* _Activity_
Output the opening lines of the records exactly. End with the line that contains "- every local".
^^^^^^^^^^^^^^^^
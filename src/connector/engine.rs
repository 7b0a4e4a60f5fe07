//! Connector engine
//!
//! The `Connector` ties one `Publisher` and one `Subscriber` together and
//! layers the application contract on top of them:
//! - every local handler for a topic shares a single transport subscription,
//!   opened by the first `subscribe` and closed by the last `unsubscribe`;
//! - every published message is stamped with this connector's sender id, and
//!   inbound messages carrying that id are dropped, since the transport
//!   echoes publications back to their sender;
//! - malformed payloads and unserializable messages are reported as
//!   `ConnectorEvent::Error` and dropped, never returned to the caller.
//!
//! Concurrency and usage notes:
//! - A new connector is not ready. Attach observers (`take_events`), then
//!   call `start` or await `ready` to make the transition; `subscribe`,
//!   `publish` and `unsubscribe` do not wait for it.
//! - `new` must be called from within a tokio runtime. All inbound frames are
//!   routed by one task, so two dispatches never interleave and handlers for
//!   a message run in registration order before the next frame is handled.
//! - The registry lock is released before handlers run. Handlers may call
//!   back into the connector.

use std::net::SocketAddr;
use std::panic::{AssertUnwindSafe, catch_unwind};
use std::sync::atomic::{AtomicBool, Ordering};
use std::sync::{Arc, Mutex};

use serde::Serialize;
use tokio::runtime::Handle;
use tokio::sync::{mpsc, watch};
use tokio::sync::mpsc::error::TrySendError;
use tracing::{debug, error, info, trace, warn};
use uuid::Uuid;

use crate::config::ConnectorSettings;
use crate::connector::envelope::{self, Decoded, Envelope};
use crate::connector::registry::{Handler, Removal, TopicRegistry};
use crate::transport::{Endpoint, InboundFrame, Publisher, Subscriber};
use crate::utils::error::{ConnectorError, Result};
use crate::utils::lock;

/// Events buffered for the reader of `take_events`. Once full, further
/// events are dropped (they are still logged).
pub const EVENT_CAPACITY: usize = 1024;

/// Notifications emitted by a connector.
#[derive(Debug)]
pub enum ConnectorEvent {
    /// Emitted once, by the first `start`.
    Ready,
    /// A per-message failure. The message was dropped.
    Error(ConnectorError),
}

/// State shared between the connector handle and its receive task.
#[derive(Debug)]
struct Shared {
    sender_id: String,
    registry: Mutex<TopicRegistry>,
    events: mpsc::Sender<ConnectorEvent>,
}

impl Shared {
    fn emit(&self, event: ConnectorEvent) {
        if let Err(TrySendError::Full(event)) = self.events.try_send(event) {
            warn!("event buffer full, dropping {event:?}");
        }
    }

    fn report(&self, err: ConnectorError) {
        warn!("{err}");
        self.emit(ConnectorEvent::Error(err));
    }

    /// Decodes one inbound frame and dispatches it unless it is malformed,
    /// anonymous, or our own echo.
    fn route(&self, frame: InboundFrame) {
        let InboundFrame { topic, payload } = frame;
        match envelope::decode(&self.sender_id, &payload) {
            Ok(Decoded::Accepted(envelope)) => self.dispatch(&topic, &envelope),
            Ok(Decoded::Echo) => trace!("dropping echo on {topic}"),
            Ok(Decoded::Anonymous) => debug!("dropping message without sender on {topic}"),
            Err(source) => self.report(ConnectorError::Deserialize { topic, source }),
        }
    }

    /// Invokes the handlers registered for `topic` in registration order. A
    /// handler unsubscribed by an earlier handler in the same dispatch is
    /// skipped. A panicking handler is reported and does not stop the rest.
    fn dispatch(&self, topic: &str, envelope: &Envelope) {
        let handlers = lock(&self.registry).handlers(topic);
        for handler in handlers {
            if !lock(&self.registry).contains(topic, &handler) {
                continue;
            }
            if catch_unwind(AssertUnwindSafe(|| handler(envelope))).is_err() {
                self.report(ConnectorError::HandlerPanicked {
                    topic: topic.to_string(),
                });
            }
        }
    }
}

#[derive(Debug)]
pub struct Connector {
    shared: Arc<Shared>,
    publisher: Publisher,
    subscriber: Subscriber,
    ready: watch::Sender<bool>,
    events: Mutex<Option<mpsc::Receiver<ConnectorEvent>>>,
    shutdown: watch::Sender<bool>,
    closed: AtomicBool,
}

impl Connector {
    /// Creates a connector: validates the addressing, binds the publish
    /// endpoint and starts connecting to every peer. The connector is not
    /// ready until `start` is called.
    ///
    /// Fails with `ConnectorError::Config` on missing or malformed addresses
    /// or when called outside a tokio runtime, and with
    /// `ConnectorError::Bind` when the publish address is unavailable.
    pub fn new(settings: ConnectorSettings) -> Result<Self> {
        let pub_endpoint: Endpoint = settings.pub_address.parse()?;
        let peers = settings
            .sub_address
            .addresses()
            .into_iter()
            .map(str::parse::<Endpoint>)
            .collect::<Result<Vec<_>>>()?;
        if peers.is_empty() {
            return Err(ConnectorError::Config(
                "sub_address must list at least one peer".to_string(),
            ));
        }

        let runtime = Handle::try_current().map_err(|e| {
            ConnectorError::Config(format!("connector must be created inside a tokio runtime: {e}"))
        })?;

        let sender_id = settings
            .server_name
            .filter(|name| !name.is_empty())
            .unwrap_or_else(|| Uuid::new_v4().simple().to_string());

        let publisher = Publisher::bind(&pub_endpoint)?;

        let (inbound_tx, inbound_rx) = mpsc::unbounded_channel();
        let subscriber = Subscriber::new(inbound_tx);
        for peer in &peers {
            subscriber.connect(peer);
        }

        let (events_tx, events_rx) = mpsc::channel(EVENT_CAPACITY);
        let (ready, _) = watch::channel(false);
        let (shutdown, shutdown_rx) = watch::channel(false);

        let shared = Arc::new(Shared {
            sender_id,
            registry: Mutex::new(TopicRegistry::new()),
            events: events_tx,
        });

        runtime.spawn(receive_loop(inbound_rx, shared.clone(), shutdown_rx));

        info!(
            "connector {} publishing on {} ({}), subscribed to {} peer(s)",
            shared.sender_id,
            pub_endpoint,
            publisher.local_addr(),
            peers.len()
        );

        Ok(Self {
            shared,
            publisher,
            subscriber,
            ready,
            events: Mutex::new(Some(events_rx)),
            shutdown,
            closed: AtomicBool::new(false),
        })
    }

    /// Package name of this connector implementation.
    pub fn name(&self) -> &'static str {
        crate::NAME
    }

    /// Package version of this connector implementation.
    pub fn version(&self) -> &'static str {
        crate::VERSION
    }

    /// Identity stamped on every outgoing message.
    pub fn sender_id(&self) -> &str {
        &self.shared.sender_id
    }

    pub fn is_ready(&self) -> bool {
        *self.ready.borrow()
    }

    /// Makes the connector ready and emits `ConnectorEvent::Ready`. Only the
    /// first call has any effect.
    pub fn start(&self) {
        if !self.ready.send_replace(true) {
            debug!("connector {} ready", self.shared.sender_id);
            self.shared.emit(ConnectorEvent::Ready);
        }
    }

    /// Starts the connector if needed and resolves once it is ready.
    pub async fn ready(&self) {
        self.start();
        let mut ready = self.ready.subscribe();
        let _ = ready.wait_for(|ready| *ready).await;
    }

    /// Takes the event receiver. Events are buffered from construction (up
    /// to `EVENT_CAPACITY`); only the first call returns `Some`.
    pub fn take_events(&self) -> Option<mpsc::Receiver<ConnectorEvent>> {
        lock(&self.events).take()
    }

    /// Address the publish endpoint is bound to.
    pub fn local_addr(&self) -> SocketAddr {
        self.publisher.local_addr()
    }

    pub fn is_closed(&self) -> bool {
        self.closed.load(Ordering::SeqCst)
    }

    /// Registers `handler` for `topic`, opening the transport subscription if
    /// it is the topic's first handler.
    pub fn subscribe(&self, topic: &str, handler: Handler) {
        if self.is_closed() {
            warn!("subscribe to {topic} ignored: connector is closed");
            return;
        }
        let mut registry = lock(&self.shared.registry);
        if registry.register(topic, handler) {
            self.subscriber.subscribe(topic);
            debug!("opened transport subscription for {topic}");
        }
    }

    /// Removes `handler` from `topic`, closing the transport subscription if
    /// no handlers remain. Unknown handlers are ignored.
    pub fn unsubscribe(&self, topic: &str, handler: &Handler) {
        let mut registry = lock(&self.shared.registry);
        match registry.deregister(topic, handler) {
            Removal::LastRemoved => {
                self.subscriber.unsubscribe(topic);
                debug!("closed transport subscription for {topic}");
            }
            Removal::Removed => {}
            Removal::NotRegistered => trace!("unsubscribe from {topic}: handler not registered"),
        }
    }

    /// Number of handlers registered for `topic`.
    pub fn handler_count(&self, topic: &str) -> usize {
        lock(&self.shared.registry).handler_count(topic)
    }

    /// Whether the transport currently holds a subscription for `topic`.
    pub fn has_transport_subscription(&self, topic: &str) -> bool {
        self.subscriber.is_subscribed(topic)
    }

    /// Stamps a copy of `message` with the sender id and broadcasts it on
    /// `topic`. Serialization failures are reported as events and nothing
    /// is sent.
    pub fn publish<T: Serialize + ?Sized>(&self, topic: &str, message: &T) {
        if self.is_closed() {
            warn!("publish to {topic} ignored: connector is closed");
            return;
        }

        let payload = Envelope::stamp(&self.shared.sender_id, message)
            .and_then(|envelope| envelope.encode().map_err(|e| e.to_string()));
        match payload {
            Ok(payload) => {
                self.publisher.send(topic, payload);
            }
            Err(reason) => self.shared.report(ConnectorError::Serialize {
                topic: topic.to_string(),
                reason,
            }),
        }
    }

    /// Stops all background tasks, disconnects from every peer, releases the
    /// publish address and drops all handlers. Idempotent.
    pub fn close(&self) {
        if self.closed.swap(true, Ordering::SeqCst) {
            return;
        }
        let _ = self.shutdown.send(true);
        self.publisher.close();
        self.subscriber.close();
        let topics = lock(&self.shared.registry).clear();
        info!(
            "connector {} closed, dropped {} topic(s)",
            self.shared.sender_id,
            topics.len()
        );
    }
}

impl Drop for Connector {
    fn drop(&mut self) {
        self.close();
    }
}

async fn receive_loop(
    mut inbound: mpsc::UnboundedReceiver<InboundFrame>,
    shared: Arc<Shared>,
    mut shutdown: watch::Receiver<bool>,
) {
    loop {
        tokio::select! {
            _ = shutdown.changed() => break,
            frame = inbound.recv() => match frame {
                Some(frame) => shared.route(frame),
                None => break,
            }
        }
    }
    if *shutdown.borrow() {
        debug!("receive loop for {} closed", shared.sender_id);
    } else {
        error!(
            "receive loop for {} stopped unexpectedly, no further messages will be delivered",
            shared.sender_id
        );
    }
}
^^^^^^^^^^^^^^^^
* _Result for this task_
filename src/connector/engine.rs
repository 7b0a4e4a60f5fe07
//! Connector engine
//!
//! The `Connector` ties one `Publisher` and one `Subscriber` together and
//! layers the application contract on top of them:
//! - every local handler for a topic shares a single transport subscription,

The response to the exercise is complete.